Orgel M G
Clin Plast Surg. 1984 Jan;11(1):101-4.
A survey of clinical and experimental work concerning the efficacy of epineurial versus perineurial suture techniques for the treatment of peripheral nerve disruption has been presented. It seems that little differences result from the utilization of either of these methods. Therefore, suture of the outer epineurium is the technique of choice for most acute nerve lacerations, since it is easier, faster, and requires less manipulation of the delicate internal neural structure. Clinical indications for outer epineurial or inner epineurial (group funicular) repair have also been discussed. The reasons why these techniques lead to similar results remain unclear.

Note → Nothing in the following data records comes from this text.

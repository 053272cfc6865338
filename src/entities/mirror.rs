//! Mirror entity - Duplicates a channel's game posts into another channel.

use sea_orm::entity::prelude::*;
use serde::{Deserialize, Serialize};

/// Mirror database model
#[derive(Clone, Debug, PartialEq, Eq, DeriveEntityModel, Serialize, Deserialize)]
#[sea_orm(table_name = "mirrors")]
pub struct Model {
    #[sea_orm(primary_key, auto_increment = false)]
    pub from_guild_xid: i64,
    #[sea_orm(primary_key, auto_increment = false)]
    pub from_channel_xid: i64,
    #[sea_orm(primary_key, auto_increment = false)]
    pub to_guild_xid: i64,
    #[sea_orm(primary_key, auto_increment = false)]
    pub to_channel_xid: i64,
}

#[derive(Copy, Clone, Debug, EnumIter, DeriveRelation)]
pub enum Relation {}

impl ActiveModelBehavior for ActiveModel {}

However, it would seem to be impossible to align individual axons if their vast numbers and the dynamic disruptive phenomena that occur after nerve transection are taken into account. It is now recognized that peripheral nerve regeneration studies must address events occurring at the level of the injury and additionally in the periphery and the cell body itself. The answer to the clinical problem of nerve transection will lie in our ability to manipulate axonal regeneration from the central nervous system to correct peripheral end organs. This question will not be solved by the position in which suture material is placed.

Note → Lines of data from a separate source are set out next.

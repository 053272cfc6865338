//! Verification commands - marking users verified for a server.

// Inner module to suppress missing_docs warnings for poise macro-generated code
mod inner {
    #![allow(missing_docs)]

    use crate::{
        bot::{BotData, actions::lfg::register_command_context, xid},
        core::{users, verifies},
        errors::{Error, Result},
    };
    use poise::{CreateReply, serenity_prelude as serenity};

    async fn set_verified(
        ctx: poise::Context<'_, BotData, Error>,
        target: &serenity::User,
        verified: bool,
    ) -> Result<()> {
        let Some((guild_xid, _)) = register_command_context(ctx).await? else {
            return Ok(());
        };
        let db = &ctx.data().database;
        let target_xid = xid(target.id.get());
        users::upsert_user(db, target_xid, &target.name).await?;
        verifies::upsert_verify(db, guild_xid, target_xid, Some(verified)).await?;

        let verb = if verified { "Verified" } else { "Unverified" };
        ctx.send(
            CreateReply::default()
                .content(format!("{verb} <@{}>.", target.id))
                .ephemeral(true),
        )
        .await?;
        Ok(())
    }

    /// Verifies a user in this server.
    #[poise::command(slash_command, guild_only, default_member_permissions = "MANAGE_ROLES")]
    pub async fn verify(
        ctx: poise::Context<'_, BotData, Error>,
        #[description = "User to verify"] target: serenity::User,
    ) -> Result<()> {
        set_verified(ctx, &target, true).await
    }

    /// Removes a user's verification in this server.
    #[poise::command(slash_command, guild_only, default_member_permissions = "MANAGE_ROLES")]
    pub async fn unverify(
        ctx: poise::Context<'_, BotData, Error>,
        #[description = "User to unverify"] target: serenity::User,
    ) -> Result<()> {
        set_verified(ctx, &target, false).await
    }
}

pub use inner::*;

本文对关于神经外膜缝合与神经束膜缝合技术治疗周围神经断裂疗效的临床及实验研究进行了综述。似乎使用这两种方法中的任何一种所产生的差异都很小。因此,对于大多数急性神经撕裂伤,神经外膜缝合是首选技术,因为它更容易、更快,并且对精细的内部神经结构的操作更少。文中还讨论了神经外膜或神经束膜(束组)修复的临床适应证。这些技术产生相似结果的原因尚不清楚。然而,如果考虑到神经切断后大量的轴突以及发生的动态破坏现象,似乎不可能使单个轴突对齐。现在人们认识到,周围神经再生研究必须关注损伤部位以及外周和细胞体本身发生的事件。解决神经切断临床问题的答案在于我们操纵中枢神经系统轴突再生以纠正外周终末器官的能力。这个问题不会通过缝线材料的放置位置来解决。